The stars are just your basic Sawtooth star – changing out the flying geese on one or two of the sides in order to “blend” them into the border. I then used Olympus white sashiko thread for the hand quilting. The binding is also done by hand, because while some people can get machine binding to look amazing, I cannot.
The final size was 48″ long by 18″ wide, which was the custom size I made for her dining table. The whole thing took me about a month, but I must admit I was working on some knitting at the same time, so I didn’t devote all my night time handiwork to the quilting and binding on this.
She did only ask for the table runner, but we couldn’t have that, so I made a set that also included some place mats.
I wanted something that matched but not something that was insanely matchy-matchy. So I stuck with the same colours, same essential Sawtooth design, but instead used the Memory Star from 501 Rotary Cut Quilt Blocks by Judy Hopkins (side note: this is my all time favourite quilt block encyclopedia, and while it’s unfortunately out of print, you can buy the ebook from the publisher).
I kept the quilting the same as well to keep the matchy, but not super matchy-matchy theme going – half the place mats quilting goes to the left and the other half goes to the right.
The runner uses the dark blue as the backing, and the place mats dominant front colour matches the back as well. I bought three yards of both colours, and ended up using almost all the dark blue, but I still had about 1 – 1.5 yards left of the light blue when I was done.
I’m still getting the hang of estimating yardage for quilted things, honestly.
Then, because I wanted to bang off one more thing, I decided to make a stocking for her as well, using all scraps I had (I love scrap projects). This is an actual pattern that I used – this one specifically. There are a few flubs in the pattern – although they are small. One is an incorrect measurement for one of the pieces you cut for the star, but fortunately I spotted it before I did the actual cutting.
Piece Fabric Co up in Grande Prairie has an almost identical (and free) version right here that I would have used had I seen that first.
I found the original stocking size absolutely massive, so I scaled mine down slightly and made the star smaller. I’d also change the placement of the loop next time to be higher up, but that’s personal preference.

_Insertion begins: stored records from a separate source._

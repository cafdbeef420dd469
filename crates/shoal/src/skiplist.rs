//! Skip list over byte keys. Single-threaded; the caller ensures exclusive
//! access.

use crate::comparators::CmpFn;
use crate::walk::WalkAction;
use rand::Rng;
use std::cmp::Ordering;
use std::ptr;

struct Node<T> {
    key: Box<[u8]>,
    value: T,
    /// Forward links, one per layer the node participates in.
    next: Vec<*mut Node<T>>,
}

pub struct SkipList<T> {
    /// Forward links out of the (keyless) head, one per layer.
    head: Vec<*mut Node<T>>,
    probability: f64,
    cmp: CmpFn,
    count: usize,
}

// Safety: raw pointers never escape; the &mut self API already serializes
// all access.
unsafe impl<T: Send> Send for SkipList<T> {}

impl<T> SkipList<T> {
    /// `num_layers` bounds the tower height; `probability` is the chance a
    /// node is promoted one layer up (typically 0.5).
    pub fn new(num_layers: usize, probability: f64, cmp: CmpFn) -> Self {
        let layers = num_layers.max(1);
        Self {
            head: vec![ptr::null_mut(); layers],
            probability,
            cmp,
            count: 0,
        }
    }

    pub fn len(&self) -> usize {
        self.count
    }

    pub fn is_empty(&self) -> bool {
        self.count == 0
    }

    fn random_height(&self) -> usize {
        let mut rng = rand::thread_rng();
        let mut height = 1;
        while height < self.head.len() && rng.gen_bool(self.probability) {
            height += 1;
        }
        height
    }

    /// For each layer, the last node whose key precedes `key` (null when
    /// that is the head).
    unsafe fn predecessors(&self, key: &[u8]) -> Vec<*mut Node<T>> {
        let layers = self.head.len();
        let mut update = vec![ptr::null_mut(); layers];
        let mut current: *mut Node<T> = ptr::null_mut();

        for layer in (0..layers).rev() {
            let mut next = if current.is_null() {
                self.head[layer]
            } else {
                (*current).next[layer]
            };
            while !next.is_null() && (self.cmp)(&(*next).key, key) == Ordering::Less {
                current = next;
                next = (*current).next[layer];
            }
            update[layer] = current;
        }
        update
    }

    /// Insert or replace; the previous value comes back on replacement.
    pub fn insert(&mut self, key: &[u8], value: T) -> Option<T> {
        // SAFETY: all node pointers belong to this list; &mut self makes
        // the accesses exclusive.
        unsafe {
            let mut update = self.predecessors(key);
            let candidate = if update[0].is_null() {
                self.head[0]
            } else {
                (*update[0]).next[0]
            };
            if !candidate.is_null() && (self.cmp)(&(*candidate).key, key) == Ordering::Equal {
                return Some(std::mem::replace(&mut (*candidate).value, value));
            }

            let height = self.random_height();
            let node = Box::into_raw(Box::new(Node {
                key: key.into(),
                value,
                next: vec![ptr::null_mut(); height],
            }));

            for layer in 0..height {
                if update[layer].is_null() {
                    (*node).next[layer] = self.head[layer];
                    self.head[layer] = node;
                } else {
                    (*node).next[layer] = (*update[layer]).next[layer];
                    (*update[layer]).next[layer] = node;
                }
            }
            self.count += 1;
            None
        }
    }

    pub fn search(&self, key: &[u8]) -> Option<&T> {
        // SAFETY: read-only traversal of owned nodes.
        unsafe {
            let update = self.predecessors(key);
            let candidate = if update[0].is_null() {
                self.head[0]
            } else {
                (*update[0]).next[0]
            };
            if !candidate.is_null() && (self.cmp)(&(*candidate).key, key) == Ordering::Equal {
                Some(&(*candidate).value)
            } else {
                None
            }
        }
    }

    pub fn remove(&mut self, key: &[u8]) -> Option<T> {
        // SAFETY: as in insert.
        unsafe {
            let mut update = self.predecessors(key);
            let target = if update[0].is_null() {
                self.head[0]
            } else {
                (*update[0]).next[0]
            };
            if target.is_null() || (self.cmp)(&(*target).key, key) != Ordering::Equal {
                return None;
            }

            for layer in 0..(*target).next.len() {
                if update[layer].is_null() {
                    if self.head[layer] == target {
                        self.head[layer] = (*target).next[layer];
                    }
                } else if (*update[layer]).next[layer] == target {
                    (*update[layer]).next[layer] = (*target).next[layer];
                }
            }

            let node = Box::from_raw(target);
            self.count -= 1;
            Some(node.value)
        }
    }

    /// Visit entries in key order. Delete verdicts are applied after the
    /// walk. Returns the number of visits.
    pub fn walk(&mut self, mut cb: impl FnMut(&[u8], &T) -> WalkAction) -> usize {
        let mut visited = 0;
        let mut doomed: Vec<Box<[u8]>> = Vec::new();
        // SAFETY: read-only traversal of the bottom layer.
        unsafe {
            let mut current = self.head[0];
            while !current.is_null() {
                visited += 1;
                match cb(&(*current).key, &(*current).value) {
                    WalkAction::Continue => {}
                    WalkAction::Stop => break,
                    WalkAction::DeleteContinue => doomed.push((*current).key.clone()),
                    WalkAction::DeleteStop => {
                        doomed.push((*current).key.clone());
                        break;
                    }
                }
                current = (*current).next[0];
            }
        }
        for key in doomed {
            self.remove(&key);
        }
        visited
    }
}

impl<T> Drop for SkipList<T> {
    fn drop(&mut self) {
        // SAFETY: exclusive access in drop; walk the bottom layer, which
        // holds every node exactly once.
        unsafe {
            let mut current = self.head[0];
            while !current.is_null() {
                let next = (*current).next[0];
                drop(Box::from_raw(current));
                current = next;
            }
        }
    }
}

#[cfg(test)]
mod tests {
    use super::*;
    use crate::comparators::{cmp_bytes, cmp_u32};

    #[test]
    fn test_insert_search_remove() {
        let mut list = SkipList::new(8, 0.5, cmp_bytes);
        assert_eq!(list.insert(b"b", 2), None);
        assert_eq!(list.insert(b"a", 1), None);
        assert_eq!(list.insert(b"c", 3), None);
        assert_eq!(list.len(), 3);

        assert_eq!(list.search(b"b"), Some(&2));
        assert_eq!(list.insert(b"b", 20), Some(2));
        assert_eq!(list.len(), 3);

        assert_eq!(list.remove(b"b"), Some(20));
        assert_eq!(list.search(b"b"), None);
        assert_eq!(list.remove(b"b"), None);
        assert_eq!(list.len(), 2);
    }

    #[test]
    fn test_walk_is_sorted() {
        let mut list = SkipList::new(12, 0.5, cmp_u32);
        for i in [9u32, 1, 7, 3, 5, 0, 8, 2, 6, 4] {
            list.insert(&i.to_ne_bytes(), i);
        }
        let mut seen = Vec::new();
        list.walk(|_, v| {
            seen.push(*v);
            WalkAction::Continue
        });
        assert_eq!(seen, (0..10).collect::<Vec<_>>());
    }

    #[test]
    fn test_large_churn() {
        let mut list = SkipList::new(16, 0.5, cmp_u32);
        for i in 0..1000u32 {
            list.insert(&i.to_ne_bytes(), i);
        }
        for i in (0..1000u32).step_by(2) {
            assert_eq!(list.remove(&i.to_ne_bytes()), Some(i));
        }
        assert_eq!(list.len(), 500);
        for i in 0..1000u32 {
            let expect = (i % 2 == 1).then_some(i);
            assert_eq!(list.search(&i.to_ne_bytes()).copied(), expect);
        }
    }

    #[test]
    fn test_walk_delete() {
        let mut list = SkipList::new(8, 0.5, cmp_u32);
        for i in 0..10u32 {
            list.insert(&i.to_ne_bytes(), i);
        }
        list.walk(|_, v| {
            if *v < 5 {
                WalkAction::DeleteContinue
            } else {
                WalkAction::Continue
            }
        });
        assert_eq!(list.len(), 5);
        assert_eq!(list.search(&2u32.to_ne_bytes()), None);
        assert_eq!(list.search(&7u32.to_ne_bytes()), Some(&7));
    }
}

While I didn’t take a photo of it, I used the star on the front as the template for the quilting on the back – so there are two ghost stars on the back that I really got a kick out of that I’ll have to take a photo of in the future. This pattern doesn’t call for a quilted back as well, and recommends just using a piece of fabric, but I thought that looked and felt funny so I made both sides quilted.
I actually (gasp) machine quilted this – front and back – because I was running out of time and inclination for hand made Christmas stuff at that point. I’m actually really happy with how it turned out, it’s my first truly successful machine quilting that I’ve done where things don’t look uneven or janky.
I have plans to make more of these for next year – I’ll likely go really slow and make them throughout the year so I don’t feel harried come November. Now that I’ve made it, once the actual quilt blocks are made they’re quite easy to bang out quickly.
This is actually the second Christmas now I’ve made a quilted good for a recipient – the first was last year and was a indigo shibori dyed lap quilt. It’s amazing how far my skills have come in the past year and a half. Seriously – year and a half! I’ve been practicing and building my skill base so much in the past 18 months it feels like I’ve been doing it forever. I’m so thankful for the community of very experienced quilters I’ve come across that have really helped shaped my knowledge while I’ve been learning.